One of my jobs once we got the rig back in and tensioned up again : big ram under the mast taken up to about 60 tons load ! was to re-run all the halyards and control lines back to the ‘keyboards’ either side of the hatch. Coming from maxi yachts which have a lot of space and tend to be fairly simple the V60 was more like a big Merlin Rocket dinghy where the designer had added every possible control line that would pull something in, out, up, down or sideways and all from this one position.
Something like the spaghetti on ‘Hugo Boss’ (open 60)
It certainly wasn’t obvious , at first. even what everything did, then when i had worked that out i had to route the various lines through turning blocks, lead blocks and ultimately into a bank of jammers : the ‘keyboards’. As i remember it there wasn’t just one layer of lines at one point 2 sets of fairleads stacked vertically…..and i used to enjoy that kind of thing.
Now, you might be wondering what on earth that’s got to do with my little Hunter Liberty and it’s unstayed masts and simple rig…..but it’s that i have seen something similar to the above done with a Liberty’s control lines and almost ended up replicating the same error again with my own boat.
Last winter when i was preparing to leave the Exe i worked on a project, i called it the cabin top project, to have all of my boat’s control lines coming aft to the section of coachroof next to the hatch.
Something like this, about halfway into the project.
As you can see from the photograph and as i can attest, it’s a difficult boat to move forward on because the side decks are so narrow and the boat is very light and dynamic.

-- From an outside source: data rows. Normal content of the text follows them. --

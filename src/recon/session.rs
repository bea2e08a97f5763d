//! 侦察会话：顶层编排
//!
//! 构造时校验目标与工具子集（唯一会直接失败的阶段），run 依次执行：
//! IP 模式种子（PTR、证书、常见虚拟主机）→ 每个深度的发现 + 合并 + 验证 → 递归 → IP 映射 → 不可变报告。
//! 会话超时或中断只会截断运行，已合并的结果照常出现在报告中。

use std::collections::BTreeSet;
use std::net::IpAddr;
use std::path::PathBuf;
use std::sync::Arc;
use std::time::{Duration, Instant};

use chrono::Utc;
use uuid::Uuid;

use crate::core::{CancelReason, ReconError, SessionSupervisor, TaskScheduler};
use crate::recon::aggregator::{ResultAggregator, SubdomainMap};
use crate::recon::ip_mapper::{build_ip_map, by_host_count};
use crate::recon::ip_seed::{resolving_to, vhost_candidates, CertificateSource, TLS_CERT_SOURCE, VHOST_SOURCE};
use crate::recon::model::{RawFinding, ToolRunReport, ToolStatus};
use crate::recon::recursion::RecursionController;
use crate::recon::report::{ReconReport, RunCompletion};
use crate::recon::target::{ScopeMode, ScopeRule, Target};
use crate::recon::validator::{DnsValidator, ValidationFailure};
use crate::tools::{ToolRegistry, ToolRunner, WORDLIST_TOOL};

/// IP 模式下 PTR 种子的来源名
pub const REVERSE_DNS_TOOL: &str = "reverse-dns";

/// IP 模式的种子来源；出现在 tool_runs 中，但不计入 tools_invoked
pub const SEED_SOURCES: &[&str] = &[REVERSE_DNS_TOOL, TLS_CERT_SOURCE, VHOST_SOURCE];

/// 单次会话的运行参数
#[derive(Clone, Debug)]
pub struct SessionOptions {
    /// 工具子集；空表示全部已注册工具
    pub tools: Vec<String>,
    pub recursive: bool,
    pub max_depth: u32,
    pub validate: bool,
    pub skip_wordlist: bool,
    /// 原样转交给工具
    pub wordlist: Option<PathBuf>,
    pub scope: ScopeMode,
    pub session_timeout: Option<Duration>,
}

impl Default for SessionOptions {
    fn default() -> Self {
        Self {
            tools: Vec::new(),
            recursive: false,
            max_depth: 1,
            validate: true,
            skip_wordlist: false,
            wordlist: None,
            scope: ScopeMode::Strict,
            session_timeout: None,
        }
    }
}

pub struct ReconSession {
    id: Uuid,
    target: Target,
    options: SessionOptions,
    tools: Vec<String>,
    runner: ToolRunner,
    aggregator: ResultAggregator,
    validator: DnsValidator,
    certificates: Option<Arc<dyn CertificateSource>>,
    supervisor: SessionSupervisor,
}

impl ReconSession {
    /// 校验输入并组装会话；目标非法或工具名未知时在任何发现开始前失败
    pub fn new(
        target: &str,
        options: SessionOptions,
        registry: ToolRegistry,
        validator: DnsValidator,
        scheduler: Arc<TaskScheduler>,
    ) -> Result<Self, ReconError> {
        let target = Target::parse(target)?;
        let exclude: &[&str] = if options.skip_wordlist { &[WORDLIST_TOOL] } else { &[] };
        let tools = registry.select(&options.tools, exclude)?;

        let scope = match &target {
            Target::Domain(_) => ScopeRule::new(&target, options.scope),
            Target::Ip(_) => ScopeRule::unrestricted(),
        };
        let runner = ToolRunner::new(registry, scheduler).with_wordlist(options.wordlist.clone());

        Ok(Self {
            id: Uuid::new_v4(),
            target,
            options,
            tools,
            runner,
            aggregator: ResultAggregator::new(scope),
            validator,
            certificates: None,
            supervisor: SessionSupervisor::new(),
        })
    }

    /// IP 模式下额外从证书取种子
    pub fn with_certificate_source(mut self, source: Arc<dyn CertificateSource>) -> Self {
        self.certificates = Some(source);
        self
    }

    pub fn id(&self) -> Uuid {
        self.id
    }

    pub fn target(&self) -> &Target {
        &self.target
    }

    /// 选中的工具（有序）
    pub fn tools(&self) -> &[String] {
        &self.tools
    }

    /// 监管器句柄：用于接信号处理或从外部取消
    pub fn supervisor(&self) -> SessionSupervisor {
        self.supervisor.clone()
    }

    pub async fn run(self) -> ReconReport {
        let started_at = Utc::now();
        if let Some(timeout) = self.options.session_timeout {
            self.supervisor.arm_deadline(timeout);
        }
        let cancel = self.supervisor.cancel_token();
        tracing::info!(
            session = %self.id,
            target = %self.target,
            tools = ?self.tools,
            recursive = self.options.recursive,
            max_depth = self.options.max_depth,
            validate = self.options.validate,
            "recon session started"
        );

        let mut records = SubdomainMap::new();
        let mut tool_runs: Vec<ToolRunReport> = Vec::new();
        let mut failures: Vec<ValidationFailure> = Vec::new();
        let mut validated = false;
        let mut recursion = RecursionController::new(self.options.recursive, self.options.max_depth);

        let mut targets = match &self.target {
            Target::Domain(domain) => vec![domain.clone()],
            Target::Ip(ip) => self.ip_seeds(*ip, &mut records, &mut tool_runs).await,
        };
        recursion.seed(&targets);

        let mut depth = 0;
        let mut depth_reached = 0;
        while !targets.is_empty() && !cancel.is_cancelled() {
            tracing::info!(depth, targets = targets.len(), "discovery pass");
            let runs = self.runner.run(&self.tools, &targets, depth, &cancel).await;
            let mut new_names = 0;
            for run in runs {
                new_names += self.aggregator.merge(&mut records, &run.findings, depth).new_names.len();
                tool_runs.push(run.report);
            }
            depth_reached = depth;
            tracing::info!(depth, new_names, total = records.len(), "findings merged");

            if self.options.validate && !cancel.is_cancelled() {
                let summary = self.validator.validate_unknown(&mut records, &cancel).await;
                failures.extend(summary.failures);
                validated = true;
            }
            if cancel.is_cancelled() {
                break;
            }

            targets = recursion.next_targets(&records, depth, self.options.validate);
            if !targets.is_empty() {
                depth += 1;
            }
        }

        let completion = match self.supervisor.reason() {
            None => RunCompletion::Complete,
            Some(CancelReason::Deadline(after)) => RunCompletion::TimedOut {
                after_ms: after.as_millis() as u64,
            },
            Some(CancelReason::Interrupted) => RunCompletion::Interrupted,
        };
        self.supervisor.finish();

        let ip_map = build_ip_map(&records);
        let ip_records = by_host_count(&ip_map).into_iter().cloned().collect();
        let tools_invoked: Vec<String> = tool_runs
            .iter()
            .filter(|r| !SEED_SOURCES.contains(&r.tool.as_str()))
            .map(|r| r.tool.clone())
            .collect::<BTreeSet<_>>()
            .into_iter()
            .collect();

        let report = ReconReport {
            session_id: self.id,
            target: self.target.clone(),
            started_at,
            finished_at: Utc::now(),
            completion,
            tools_invoked,
            depth_reached,
            validated,
            subdomains: records.into_values().collect(),
            ip_records,
            tool_runs,
            validation_failures: failures,
        };
        tracing::info!(
            session = %report.session_id,
            subdomains = report.subdomains.len(),
            live = report.live_count(),
            ips = report.ip_records.len(),
            completion = ?report.completion,
            elapsed_ms = report.duration().num_milliseconds(),
            "recon session finished"
        );
        report
    }

    /// IP 模式：PTR、证书名字与命中的常见虚拟主机作为深度 0 的记录合并，全部作为首轮目标
    async fn ip_seeds(&self, ip: IpAddr, records: &mut SubdomainMap, tool_runs: &mut Vec<ToolRunReport>) -> Vec<String> {
        let cancel = self.supervisor.cancel_token();
        let resolver = self.validator.resolver().clone();

        let start = Instant::now();
        let lookup = tokio::select! {
            result = resolver.reverse(ip) => Some(result.map_err(|e| e.to_string())),
            _ = cancel.cancelled() => None,
        };
        self.merge_seeds(REVERSE_DNS_TOOL, ip, lookup, start, records, tool_runs);

        if let Some(certificates) = &self.certificates {
            if !cancel.is_cancelled() {
                let start = Instant::now();
                let lookup = tokio::select! {
                    result = certificates.names(ip) => Some(result.map_err(|e| e.to_string())),
                    _ = cancel.cancelled() => None,
                };
                self.merge_seeds(TLS_CERT_SOURCE, ip, lookup, start, records, tool_runs);
            }
        }

        let candidates = vhost_candidates(records.keys());
        if !candidates.is_empty() && !cancel.is_cancelled() {
            let start = Instant::now();
            let lookup = tokio::select! {
                result = resolver.resolve_batch(&candidates) => Some(
                    result.map(|batch| resolving_to(&batch, ip)).map_err(|e| e.to_string()),
                ),
                _ = cancel.cancelled() => None,
            };
            self.merge_seeds(VHOST_SOURCE, ip, lookup, start, records, tool_runs);
        }

        if records.is_empty() {
            tracing::warn!(ip = %ip, "no names found for target address, nothing to enumerate");
        }
        records.keys().cloned().collect()
    }

    /// lookup 为 None 表示被取消
    fn merge_seeds(
        &self,
        source: &str,
        ip: IpAddr,
        lookup: Option<Result<Vec<String>, String>>,
        start: Instant,
        records: &mut SubdomainMap,
        tool_runs: &mut Vec<ToolRunReport>,
    ) {
        let (status, names) = match lookup {
            Some(Ok(names)) => (ToolStatus::Succeeded, names),
            Some(Err(e)) => {
                tracing::warn!(source, ip = %ip, error = %e, "seed source failed");
                (ToolStatus::Failed(e), Vec::new())
            }
            None => (ToolStatus::Interrupted, Vec::new()),
        };
        let findings: Vec<RawFinding> = names
            .iter()
            .map(|name| RawFinding::new(name.clone(), source, name.clone()))
            .collect();
        let outcome = self.aggregator.merge(records, &findings, 0);
        tracing::info!(source, ip = %ip, found = findings.len(), new_names = outcome.new_names.len(), "ip seed source");
        tool_runs.push(ToolRunReport {
            tool: source.to_string(),
            target: ip.to_string(),
            depth: 0,
            status,
            findings: findings.len(),
            duration_ms: start.elapsed().as_millis() as u64,
        });
    }
}
//! 侦察编排与聚合核心：目标、数据模型、聚合、验证、递归、IP 种子与映射、会话与报告

pub mod aggregator;
pub mod ip_mapper;
pub mod ip_seed;
pub mod model;
pub mod recursion;
pub mod report;
pub mod session;
pub mod target;
pub mod validator;

pub use aggregator::{MergeOutcome, MergeStats, ResultAggregator, SubdomainMap};
pub use ip_mapper::{build_ip_map, by_host_count, IpMap};
pub use ip_seed::{CertificateError, CertificateSource, TlsCertificateSource, TLS_CERT_SOURCE, VHOST_SOURCE};
pub use model::{IpRecord, RawFinding, ResolutionStatus, SubdomainRecord, ToolRunReport, ToolStatus};
pub use recursion::RecursionController;
pub use report::{ReconReport, RunCompletion};
pub use session::{ReconSession, SessionOptions, REVERSE_DNS_TOOL, SEED_SOURCES};
pub use target::{normalize_hostname, ScopeMode, ScopeRule, Target};
pub use validator::{DnsValidator, ValidationFailure, ValidationSummary};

When i do go forward to do a job or sort a problem it’s all but impossible to stay on the dide deck and the only place to work is right in the bow well and essentially standing on the anchor or it’s rode. One time when i was trying to go forward to sort out a problem she almost had me over the side when the boom swung out at me when i was off balance. My idea was well meaning : get all the control lines aft where i can work them from the cockpit…..including as i remember it the anchor warp. More on the anchor warp idea later in the post.
On the little Liberty, with it’s 2-stick configuration, there are more lines to sort out in one place than you might realise. So, from the main mast we have : the halyard, vang, the 2 reefing clew lines and the 2 reefing tack lines, then we have the lazy-jack pullers, one each side. That’s not so bad so far until we start adding up the number of jam cleats required but then we also need to add all the lines from the mizzen mast as well because that small area of the cabin top is where the mizzen’s lines come to as well. Quite honestly it got messy very quickly and because the boat and rig wasn’t initially set up that way it ended up with slack dangly string everywhere.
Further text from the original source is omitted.